- _EXERCISE REQUIREMENTS_
Only the total should be returned: the number of lines in the data that hold the string "AppError".

- _RECORDS SUPPLIED_
impl Cli {
    pub async fn run(self, settings: Settings) -> Result<()> {
        let settings = match &self.database {
            Some(path) => settings.with_database_path(path),
            None => settings,
        };

        if let Commands::Init { admin_password } = &self.command {
            let dealership = Dealership::init(&settings).await?;
            let admin = dealership.auth.bootstrap_admin(admin_password).await?;
            println!("Database initialized: {}", settings.database.path);
            if let Some(admin) = admin {
                println!("Created admin user: {}", admin.username);
            }
            dealership.close().await;
            return Ok(());
        }

        let dealership = Dealership::connect(&settings).await?;
        let result = self.dispatch(&dealership).await;
        dealership.close().await;
        result
    }

    async fn dispatch(self, dealership: &Dealership) -> Result<()> {
        if let Commands::Login { username, password } = &self.command {
            let login = dealership.auth.login(username, password).await?;
            println!("{}", login.token);
            eprintln!(
                "Logged in as {} ({}), token valid until {}",
                login.user.username,
                login.user.role,
                login.expires_at.format("%Y-%m-%d %H:%M:%S UTC")
            );
            return Ok(());
        }

        let caller = self.authenticate(dealership)?;
        tracing::debug!(username = %caller.username, role = %caller.role, "authenticated");

        match self.command {
            Commands::Init { .. } | Commands::Login { .. } => Ok(()),
            Commands::Whoami => {
                let user = dealership.auth.current_user(&caller).await?;
                println!("{} ({})", user.username, user.role);
                if !user.full_name.is_empty() {
                    println!("  Name:    {}", user.full_name);
                }
                println!("  Since:   {}", user.created_at.format("%Y-%m-%d"));
                Ok(())
            }
            Commands::User(cmd) => run_user_command(dealership, &caller, cmd).await,
            Commands::Tractor(cmd) => run_tractor_command(dealership, cmd).await,
            Commands::Part(cmd) => run_part_command(dealership, cmd).await,
            Commands::Service(cmd) => run_service_command(dealership, cmd).await,
            Commands::Expense(cmd) => run_expense_command(dealership, &caller, cmd).await,
            Commands::Report(cmd) => run_report_command(dealership, &caller, cmd).await,
            Commands::Export {
                output,
                format,
                filter,
            } => run_export_command(dealership, output.as_deref(), format, filter).await,
        }
    }

    fn authenticate(&self, dealership: &Dealership) -> Result<Caller> {
        let token = self
            .token
            .as_deref()
            .ok_or(AppError::AuthenticationFailed)
            .context("No session token; run `dealerbook login` and set DEALERBOOK_TOKEN")?;
        Ok(dealership.auth.validate_token(token)?)
    }
}

/// Process exit code for a failed command, by error kind.
pub fn exit_code(err: &anyhow::Error) -> u8 {
    match err.downcast_ref::<AppError>().map(AppError::kind) {
        Some(ErrorKind::Validation) => 2,
        Some(ErrorKind::NotFound) => 3,
        Some(ErrorKind::Conflict) => 4,
        Some(ErrorKind::Unauthorized) => 5,
        Some(ErrorKind::Persistence) => 6,
        None => 1,
    }
}

async fn run_user_command(dealership: &Dealership, caller: &Caller, cmd: UserCommands) -> Result<()> {
    require_role(caller, Role::Admin)?;

    match cmd {
        UserCommands::Create {
            username,
            password,
            full_name,
            role,
        } => {
            let role = Role::from_str(&role)
                .ok_or_else(|| AppError::validation(format!("Invalid role '{role}'. Valid roles: admin, manager")))?;
            let user = dealership
                .auth
                .create_user(NewUser {
                    username,
                    password,
                    full_name,
                    role,
                })
                .await?;
            println!("Created user: {} ({})", user.username, user.role);
        }

        UserCommands::List => {
            let users = dealership.auth.list_users().await?;
            println!("{:<6} {:<16} {:<8} {:<24}", "ID", "USERNAME", "ROLE", "NAME");
            println!("{}", "-".repeat(57));
            for user in users {
                println!(
                    "{:<6} {:<16} {:<8} {:<24}",
                    user.id, user.username, user.role, user.full_name
                );
            }
        }
    }
    Ok(())
}

async fn run_tractor_command(dealership: &Dealership, cmd: TractorCommands) -> Result<()> {
    let tractors = &dealership.tractors;

    match cmd {
        TractorCommands::Add {
            brand,
            model,
            chassis,
            price,
            year,
            tractor_type,
            engine,
            supplier,
            notes,
        } => {
            let mut new_tractor = NewTractor::new(brand, model, chassis, parse_money(&price)?)
                .with_year(year)
                .with_type(parse_tractor_type(&tractor_type)?)
                .with_engine_number(engine)
                .with_supplier(supplier);
            if let Some(notes) = notes {
                new_tractor = new_tractor.with_notes(notes);
            }

            let tractor = tractors.intake(new_tractor).await?;
            println!(
                "Received tractor #{}: {} ({}) for {}",
                tractor.id,
                tractor.label(),
                tractor.chassis_number,
                format_cents(tractor.purchase_price)
            );
        }

        TractorCommands::List { status } => {
            let status = status
                .map(|s| {
                    TractorStatus::from_str(&s)
                        .ok_or_else(|| AppError::validation(format!("Invalid status '{s}'. Valid: in_stock, sold")))
                })
                .transpose()?;

            let list = tractors.list(status).await?;
            if list.is_empty() {
                println!("No tractors found.");
                return Ok(());
            }

            println!(
                "{:<6} {:<24} {:<16} {:<9} {:>12} {:>12}",
                "ID", "TRACTOR", "CHASSIS", "STATUS", "PURCHASE", "SALE"
            );
            println!("{}", "-".repeat(84));
            for tractor in list {
                println!(
                    "{:<6} {:<24} {:<16} {:<9} {:>12} {:>12}",
                    tractor.id,
                    truncate(&tractor.label(), 24),
                    truncate(&tractor.chassis_number, 16),
                    tractor.status,
                    format_cents(tractor.purchase_price),
                    tractor.sale_price.map(format_cents).unwrap_or_default()
                );
            }
        }

        TractorCommands::Show { id } => {
            let tractor = tractors.get(id).await?;
            print_tractor(&tractor);
            let history = dealership
                .accounting
                .entity_history(EntityType::Tractor, id)
                .await?;
            print_history(&history);
        }

        TractorCommands::Sell {
            id,
            price,
            customer,
            trade_in,
        } => {
            let mut request = SaleRequest::new(parse_money(&price)?, customer);
            if let Some(trade_in) = trade_in.into_new_tractor()? {
                request = request.with_trade_in(trade_in);
            }

            let outcome = tractors.sell(id, request).await?;
            println!("{}", outcome.message);
            println!("  Tractor:     #{} {}", outcome.tractor.id, outcome.tractor.label());
            println!(
                "  Sale price:  {}",
                outcome.tractor.sale_price.map(format_cents).unwrap_or_default()
            );
            if let Some(trade_in) = &outcome.trade_in {
                println!(
                    "  Trade-in:    #{} {} ({})",
                    trade_in.id,
                    trade_in.label(),
                    format_cents(trade_in.purchase_price)
                );
            }
            println!("  Profit/loss: {}", format_cents(outcome.profit_loss));
        }

        TractorCommands::Update {
            id,
            brand,
            model,
            year,
            tractor_type,
            chassis,
            engine,
            price,
            supplier,
            notes,
        } => {
            let mut tractor = tractors.get(id).await?;
            if let Some(brand) = brand {
                tractor.brand = brand;
            }
            if let Some(model) = model {
                tractor.model = model;
            }
            if let Some(year) = year {
                tractor.year = year;
            }
            if let Some(tractor_type) = tractor_type {
                tractor.tractor_type = parse_tractor_type(&tractor_type)?;
            }
            if let Some(chassis) = chassis {
                tractor.chassis_number = chassis;
            }
            if let Some(engine) = engine {
                tractor.engine_number = engine;
            }
            if let Some(price) = price {
                tractor.purchase_price = parse_money(&price)?;
            }
            if let Some(supplier) = supplier {
                tractor.supplier_name = supplier;
            }
            if notes.is_some() {
                tractor.notes = notes;
            }

            let tractor = tractors.update(tractor).await?;
            println!("Updated tractor #{}: {}", tractor.id, tractor.label());
        }

        TractorCommands::Delete { id } => {
            tractors.delete(id).await?;
            println!("Deleted tractor #{id}");
        }
    }
    Ok(())
}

- _ANSWER SECTION_
4